(GIVEN DATA begins)
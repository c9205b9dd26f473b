//! Redis 缓存管理模块
//!
//! 提供 Redis 连接管理和常用缓存操作封装。幂等预留与分发租约
//! 均基于此模块的 `set_nx` 原子原语实现。

use crate::config::RedisConfig;
use crate::error::{NotifyError, Result};
use redis::aio::MultiplexedConnection;
use redis::{AsyncCommands, Client};
use serde::{Serialize, de::DeserializeOwned};
use std::time::Duration;
use tracing::{info, instrument};

/// Redis 缓存客户端
#[derive(Clone)]
pub struct Cache {
    client: Client,
}

impl Cache {
    /// 创建 Redis 客户端
    pub fn new(config: &RedisConfig) -> Result<Self> {
        let client = Client::open(config.url.as_str())?;
        info!("Redis client created");
        Ok(Self { client })
    }

    /// 获取连接
    async fn get_conn(&self) -> Result<MultiplexedConnection> {
        self.client
            .get_multiplexed_async_connection()
            .await
            .map_err(NotifyError::from)
    }

    /// 健康检查
    pub async fn health_check(&self) -> Result<()> {
        let mut conn = self.get_conn().await?;
        redis::cmd("PING")
            .query_async::<String>(&mut conn)
            .await
            .map(|_| ())
            .map_err(NotifyError::from)
    }

    /// 获取值
    #[instrument(skip(self))]
    pub async fn get<T: DeserializeOwned>(&self, key: &str) -> Result<Option<T>> {
        let mut conn = self.get_conn().await?;
        let value: Option<String> = conn.get(key).await?;

        match value {
            Some(v) => {
                let parsed: T = serde_json::from_str(&v).map_err(|e| {
                    NotifyError::Serialization(format!("Cache deserialization error: {}", e))
                })?;
                Ok(Some(parsed))
            }
            None => Ok(None),
        }
    }

    /// 设置值
    #[instrument(skip(self, value))]
    pub async fn set<T: Serialize>(&self, key: &str, value: &T, ttl: Duration) -> Result<()> {
        let mut conn = self.get_conn().await?;
        let serialized = serde_json::to_string(value)
            .map_err(|e| NotifyError::Serialization(format!("Cache serialization error: {}", e)))?;

        let _: () = conn.set_ex(key, serialized, ttl.as_secs()).await?;
        Ok(())
    }

    /// 删除值
    #[instrument(skip(self))]
    pub async fn delete(&self, key: &str) -> Result<()> {
        let mut conn = self.get_conn().await?;
        let _: () = conn.del(key).await?;
        Ok(())
    }

    /// 原子性地仅在 key 不存在时设置值，并指定 TTL
    ///
    /// 基于 Redis SET NX PX 实现，适用于分布式幂等检查和租约互斥。
    /// 返回 true 表示设置成功（key 不存在），false 表示 key 已存在。
    pub async fn set_nx<T: Serialize>(&self, key: &str, value: &T, ttl: Duration) -> Result<bool> {
        let mut conn = self.get_conn().await?;
        let serialized = serde_json::to_string(value)
            .map_err(|e| NotifyError::Serialization(format!("Cache serialization error: {}", e)))?;

        let result: Option<String> = redis::cmd("SET")
            .arg(key)
            .arg(serialized)
            .arg("NX")
            .arg("PX")
            .arg(ttl.as_millis() as u64)
            .query_async(&mut conn)
            .await?;

        Ok(result.is_some())
    }
}

/// 缓存键生成器
///
/// 集中管理所有 Redis 键的拼写，防止字符串散落各处导致不一致。
pub struct CacheKey;

impl CacheKey {
    /// 请求创建去重键的幂等预留
    pub fn request_dedup(dedup_key: &str) -> String {
        format!("notify:dedup:{}", dedup_key)
    }

    /// (请求, 渠道, 收件地址) 维度的分发租约
    pub fn dispatch_lease(request_id: &str, channel: &str, address: &str) -> String {
        format!("notify:lease:{}:{}:{}", request_id, channel, address)
    }
}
(GIVEN DATA ends)
Work out how many lines in the preceding data include the word "serialized". State only that number.

WRITTEN SOLUTION:
4